O casamento de Virgelina, uma lindeza! Festa grande, do tamanho das terras do seu pai, rico fazendeiro.

A sociedade de Espinosa, cidadezinha que separa o norte de Minas do sudoeste baiano, no caso, minha Urandi, preparava-se para atravessar o rio Verde, divisa dos municípios, para assistir ao casamento de um seu filho ilustre com a não menos ilustre herdeira do abastado fazendeiro urandiense. E, para fugir dos imprevistos, quase sempre previsíveis (como um gole a mais do caldo da malagueta curtida), severa vigilância foi montada, durante todo o dia, nas imediações da casa paroquial.
Tudo caminhava bem até que o céu se encheu de negrume e, de sua garganta, grunhidos assustadores anunciaram um toró de meter medo.
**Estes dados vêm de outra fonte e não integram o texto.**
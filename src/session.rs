//! # Publish Session
//!
//! Host-side state of one editor palette: the sketch selected when the
//! command ran, the stitched profile (if a profile was selected) and the
//! configuration. Palette messages are turned into [`SessionAction`]s the
//! host carries out.
//!
//! Placement: with a selected profile the drawing is aligned to the
//! profile's bounds; otherwise it is lifted by its own height from the
//! plane origin.

use tracing::{debug, info, warn};
use voronoi_sketch_core::{BoundingBox, Result};
use voronoi_sketch_designer::{
    compute_offset, curves_bounding_box, profile_paths, sample_curves, stitch, CurveFragment,
    OriginConvention, PlacementOffset, PlacementTarget, ProfileCurve, StitchedLoop, SvgArtifact,
};
use voronoi_sketch_palette::{InitPayload, PaletteMessage, PublishArguments};
use voronoi_sketch_settings::{Config, ConstructionPlane};

/// Prefix given to sketches created for a drawing
pub const NEW_SKETCH_PREFIX: &str = "Voronoi - ";

/// Name for a sketch the host just created and named `host_name`.
pub fn new_sketch_name(host_name: &str) -> String {
    format!("{}{}", NEW_SKETCH_PREFIX, host_name)
}

/// What the host should do in response to a palette message
#[derive(Debug, Clone, PartialEq)]
pub enum SessionAction {
    /// Send `init` with this payload
    SendInit(InitPayload),
    /// Hide the palette
    Hide,
    /// Hide the palette and import the drawing
    Publish(PublishPlan),
}

/// Everything the host needs to import a published drawing
#[derive(Debug, Clone, PartialEq)]
pub struct PublishPlan {
    /// Sketch to look up by name; `None` or a missing sketch means create one
    pub sketch_name: Option<String>,
    /// Plane for a newly created sketch
    pub construction_plane: ConstructionPlane,
    pub artifact: SvgArtifact,
    /// Translation applied to the imported geometry
    pub offset: PlacementOffset,
}

impl PublishPlan {
    /// Row-major 4x4 move transform, translation in the last column
    pub fn transform(&self) -> [[f64; 4]; 4] {
        let matrix = self.offset.to_matrix();
        std::array::from_fn(|row| std::array::from_fn(|col| matrix[(row, col)]))
    }
}

/// State of one palette session
#[derive(Debug, Clone)]
pub struct PublishSession {
    config: Config,
    selected_sketch: Option<String>,
    profile: Option<StitchedLoop>,
    // Exact curve bounds when the profile came from curves that report them
    exact_region: Option<BoundingBox>,
}

impl PublishSession {
    pub fn new(config: Config) -> Self {
        Self {
            config,
            selected_sketch: None,
            profile: None,
            exact_region: None,
        }
    }

    pub fn config(&self) -> &Config {
        &self.config
    }

    pub fn selected_sketch(&self) -> Option<&str> {
        self.selected_sketch.as_deref()
    }

    pub fn profile(&self) -> Option<&StitchedLoop> {
        self.profile.as_ref()
    }

    /// Record the sketch selected in the command dialog
    pub fn select_sketch(&mut self, name: impl Into<String>) {
        let name = name.into();
        self.selected_sketch = if name.trim().is_empty() {
            None
        } else {
            Some(name)
        };
    }

    /// Stitch the boundary fragments of a selected profile.
    ///
    /// An unresolved gap is kept: the partial loop still bounds the region.
    pub fn select_profile_fragments(&mut self, fragments: &[CurveFragment]) -> Result<&StitchedLoop> {
        self.store_profile(fragments, None)
    }

    /// Sample boundary curves at the configured step, then stitch them.
    ///
    /// The placement region uses the curves' exact bounds when every curve
    /// can report them, so arc extremes between samples are not lost.
    pub fn select_profile_curves(&mut self, curves: &[ProfileCurve]) -> Result<&StitchedLoop> {
        let fragments = sample_curves(curves, self.config.geometry.sample_step)?;
        self.store_profile(&fragments, curves_bounding_box(curves))
    }

    fn store_profile(
        &mut self,
        fragments: &[CurveFragment],
        exact_region: Option<BoundingBox>,
    ) -> Result<&StitchedLoop> {
        let stitched = stitch(fragments, self.config.geometry.tolerance)?;
        if stitched.is_partial() {
            warn!(
                "Profile boundary has a gap; placing against {} of {} curves as stitched",
                stitched.len(),
                fragments.len()
            );
        }
        info!("Selected profile with {} curves ({:?})", stitched.len(), stitched.status());
        self.exact_region = exact_region;
        Ok(self.profile.insert(stitched))
    }

    /// Bounds of the selected profile, exact when known
    pub fn region(&self) -> Option<BoundingBox> {
        self.exact_region
            .or_else(|| self.profile.as_ref().and_then(StitchedLoop::bounding_box))
    }

    /// Payload for the editor's `init` message
    pub fn init_payload(&self) -> Result<InitPayload> {
        let system = self.config.document.measurement_system;
        let mut payload = InitPayload::new(
            self.selected_sketch.clone().unwrap_or_default(),
            system.unit().symbol(),
        );

        if let Some(bounds) = self.region() {
            payload = payload.with_size(bounds.width(), bounds.height());
        }
        if let Some(profile) = &self.profile {
            let paths = profile_paths(profile.fragments(), self.config.geometry.significant_digits);
            payload = payload.with_profile(paths);
        }

        Ok(payload)
    }

    /// React to a palette message
    pub fn handle(&mut self, message: PaletteMessage) -> Result<SessionAction> {
        match message {
            PaletteMessage::Started => Ok(SessionAction::SendInit(self.init_payload()?)),
            PaletteMessage::Close => Ok(SessionAction::Hide),
            PaletteMessage::Publish(arguments) => {
                Ok(SessionAction::Publish(self.plan_publish(arguments)?))
            }
        }
    }

    /// Resolve sketch, dimensions and offset for a published drawing.
    ///
    /// A sketch name typed in the editor replaces the selection.
    pub fn plan_publish(&mut self, arguments: PublishArguments) -> Result<PublishPlan> {
        if let Some(name) = arguments.sketch_name {
            if self.selected_sketch.as_deref() != Some(name.as_str()) {
                debug!("Editor sketch name '{}' replaces selection", name);
                self.selected_sketch = Some(name);
            }
        }

        let document = &self.config.document;
        let artifact = SvgArtifact::with_fallback_size(
            arguments.svg,
            arguments.width,
            arguments.height,
            document.default_width,
            document.default_height,
        )?;

        let target = match self.region() {
            Some(bounds) => PlacementTarget::Region(bounds),
            None => PlacementTarget::Free,
        };
        let offset = compute_offset(&target, OriginConvention::TopLeftYDown, artifact.height)?;

        info!(
            "Publishing {} x {} drawing to {}",
            artifact.width,
            artifact.height,
            self.selected_sketch.as_deref().unwrap_or("a new sketch")
        );

        Ok(PublishPlan {
            sketch_name: self.selected_sketch.clone(),
            construction_plane: document.construction_plane,
            artifact,
            offset,
        })
    }

    /// Name and remember a sketch the host created for the drawing
    pub fn record_created_sketch(&mut self, host_name: &str) -> String {
        let name = new_sketch_name(host_name);
        self.selected_sketch = Some(name.clone());
        name
    }
}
– Vai trovoar até o dia aparecer, amanhã, com cara de abilolado – palpitou alguém.

– E bem no dia do casamento da caçula? Santo Deus, é sinal de desando, de azar! – afligiu-se a mãe da noiva.

– Vou falar com o padre – anunciou o pai, com ar de descrença.

– O casamento foi marcado para hoje? Então, será hoje – esbravejou o padre, sacudindo os paramentos como se os desamassasse.

– Mas a chuva inundou a ponte, padre, e o noivo não tem como chegar aqui...

– O que eu tenho a ver com ponte ou com chuva? Resolve isso com quem despachou a intrometida para cá, e provocou todo esse bolodório, ora! Daqui a pouco, farei a celebração. Quero todos lá, para as bandas da ponte, em uma hora.

A noiva e seus convidados, em trajes de gala respingados de lama, encontraram-se às margens do rio, cuja ponte, completamente alagada, inviabilizava qualquer transposição. Do outro lado, o noivo e seu séquito e a mesma impossibilidade.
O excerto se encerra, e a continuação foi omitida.